An Epigenetic Role for Maternally Inherited piRNAs in Transposon Silencing

Abstract

In plants and mammals, small RNAs indirectly mediate epigenetic inheritance by specifying cytosine methylation. We found that small RNAs themselves serve as vectors for epigenetic information. Crosses between Drosophila strains that differ in the presence of a particular transposon can produce sterile progeny, a phenomenon called hybrid dysgenesis.
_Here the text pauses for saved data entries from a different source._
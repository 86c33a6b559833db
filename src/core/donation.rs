//! Donation ledger queries.
//!
//! Rows are written only by [`crate::core::ledger`]; this module reads them back
//! for campaign pages, donor history and consistency audits.

use crate::{
    core::campaign,
    entities::{Donation, DonationColumn, donation},
    errors::{Error, Result},
};
use sea_orm::{QueryOrder, prelude::*};
use serde::Serialize;
use std::collections::HashMap;
use tracing::warn;

/// Display name stored for donors who asked to stay anonymous.
pub const ANONYMOUS_DONOR_NAME: &str = "Nhà hảo tâm ẩn danh";

/// A donation as shown on a public campaign page.
///
/// Gateway references are never exposed, and `user_id` is blank for
/// anonymous donations.
#[derive(Debug, Clone, PartialEq, Eq, Serialize)]
#[serde(rename_all = "camelCase")]
pub struct DonationView {
    pub id: String,
    pub campaign_id: String,
    pub user_id: String,
    pub fullname: String,
    pub amount: i64,
    pub is_anonymous: bool,
    pub donation_date: DateTimeUtc,
}

impl From<donation::Model> for DonationView {
    fn from(d: donation::Model) -> Self {
        let user_id = if d.is_anonymous { String::new() } else { d.user_id };
        Self {
            id: d.id,
            campaign_id: d.campaign_id,
            user_id,
            fullname: d.fullname,
            amount: d.amount,
            is_anonymous: d.is_anonymous,
            donation_date: d.donation_date,
        }
    }
}

/// One entry of a campaign's donor leaderboard.
#[derive(Debug, Clone, PartialEq, Eq, Serialize)]
#[serde(rename_all = "camelCase")]
pub struct TopDonor {
    /// Account id, `None` for anonymous and guest donations
    pub user_id: Option<String>,
    pub fullname: String,
    pub amount: i64,
}

/// Donations to a campaign, newest first, in their public form.
pub async fn list_for_campaign(
    db: &DatabaseConnection,
    campaign_id: &str,
) -> Result<Vec<DonationView>> {
    let rows = Donation::find()
        .filter(DonationColumn::CampaignId.eq(campaign_id))
        .order_by_desc(DonationColumn::DonationDate)
        .all(db)
        .await?;
    Ok(rows.into_iter().map(DonationView::from).collect())
}

/// The `limit` largest donors of a campaign.
///
/// Donations of a signed-in, non-anonymous donor are summed per account under
/// the name of their latest donation. Anonymous and guest donations are never
/// grouped and rank on their own.
pub async fn top_donors(
    db: &DatabaseConnection,
    campaign_id: &str,
    limit: usize,
) -> Result<Vec<TopDonor>> {
    let rows = Donation::find()
        .filter(DonationColumn::CampaignId.eq(campaign_id))
        .order_by_asc(DonationColumn::DonationDate)
        .all(db)
        .await?;

    let mut per_account: HashMap<String, TopDonor> = HashMap::new();
    let mut unattributed = Vec::new();
    for d in rows {
        if d.is_anonymous || d.user_id.is_empty() {
            unattributed.push(TopDonor {
                user_id: None,
                fullname: d.fullname,
                amount: d.amount,
            });
            continue;
        }
        let entry = per_account
            .entry(d.user_id.clone())
            .or_insert_with(|| TopDonor {
                user_id: Some(d.user_id),
                fullname: String::new(),
                amount: 0,
            });
        entry.amount += d.amount;
        entry.fullname = d.fullname;
    }

    let mut ranked: Vec<TopDonor> = per_account.into_values().chain(unattributed).collect();
    ranked.sort_by(|a, b| b.amount.cmp(&a.amount).then_with(|| a.fullname.cmp(&b.fullname)));
    ranked.truncate(limit);
    Ok(ranked)
}

/// Donation history of an account, newest first.
pub async fn list_for_user(db: &DatabaseConnection, user_id: &str) -> Result<Vec<donation::Model>> {
    if user_id.trim().is_empty() {
        return Ok(Vec::new());
    }
    Donation::find()
        .filter(DonationColumn::UserId.eq(user_id))
        .order_by_desc(DonationColumn::DonationDate)
        .all(db)
        .await
        .map_err(Into::into)
}

/// Sum and count of the donation rows of a campaign.
pub async fn total_for_campaign<C: ConnectionTrait>(db: &C, campaign_id: &str) -> Result<(i64, i64)> {
    let rows = Donation::find()
        .filter(DonationColumn::CampaignId.eq(campaign_id))
        .all(db)
        .await?;
    let sum = rows.iter().map(|d| d.amount).sum();
    Ok((sum, rows.len() as i64))
}

/// Stored aggregates of a campaign next to the totals recomputed from its donations.
#[derive(Debug, Clone, PartialEq, Eq, Serialize)]
#[serde(rename_all = "camelCase")]
pub struct CampaignAudit {
    pub campaign_id: String,
    pub raised: i64,
    pub donors: i64,
    pub donation_sum: i64,
    pub donation_count: i64,
}

impl CampaignAudit {
    #[must_use]
    pub fn is_consistent(&self) -> bool {
        self.raised == self.donation_sum && self.donors == self.donation_count
    }
}

/// Recomputes a campaign's totals from the ledger.
pub async fn audit_campaign(db: &DatabaseConnection, campaign_id: &str) -> Result<CampaignAudit> {
    let campaign = campaign::get_campaign(db, campaign_id)
        .await?
        .ok_or_else(|| Error::CampaignNotFound {
            id: campaign_id.to_string(),
        })?;
    let (donation_sum, donation_count) = total_for_campaign(db, campaign_id).await?;

    let audit = CampaignAudit {
        campaign_id: campaign.id,
        raised: campaign.raised,
        donors: campaign.donors,
        donation_sum,
        donation_count,
    };
    if !audit.is_consistent() {
        warn!(
            campaign_id,
            raised = audit.raised,
            donation_sum = audit.donation_sum,
            "Campaign aggregates drifted from donation ledger"
        );
    }
    Ok(audit)
}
This phenotype manifests itself only if the transposon is paternally inherited, suggesting maternal transmission of a factor that maintains fertility. In both P- and I-element–mediated hybrid dysgenesis models, daughters show a markedly different content of Piwi-interacting RNAs (piRNAs) targeting each element, depending on their parents of origin. Such differences persist from fertilization through adulthood. This indicates that maternally deposited piRNAs are important for mounting an effective silencing response and that a lack of maternal piRNA inheritance underlies hybrid dysgenesis.

Additional Information

© 2008 American Association for the Advancement of Science. Received 26 August 2008; accepted 27 October 2008. We thank M. Rooks and D. McCombie (CSHL) for help with deep sequencing, S. Jensen and S. Ronsseray for fly stocks and helpful discussions, and D. Finnegan for the I-element ORF-1 antibody. J.B. is supported by a fellowship from The Ernst Schering Foundation, C.D.M. is a Beckman fellow of the Watson School of Biological Sciences and is supported by an NSF Graduate Research Fellowship, and A.S. is supported by a Human Frontier Science Program fellowship. This work was supported by grants from NIH to G.J.H. and A.A.A. and a kind gift from K. W. Davis (to G.J.H.). Small RNA libraries are deposited at Gene Expression Omnibus (accession no. GSE13081, data sets GSM327620 to GSM327634).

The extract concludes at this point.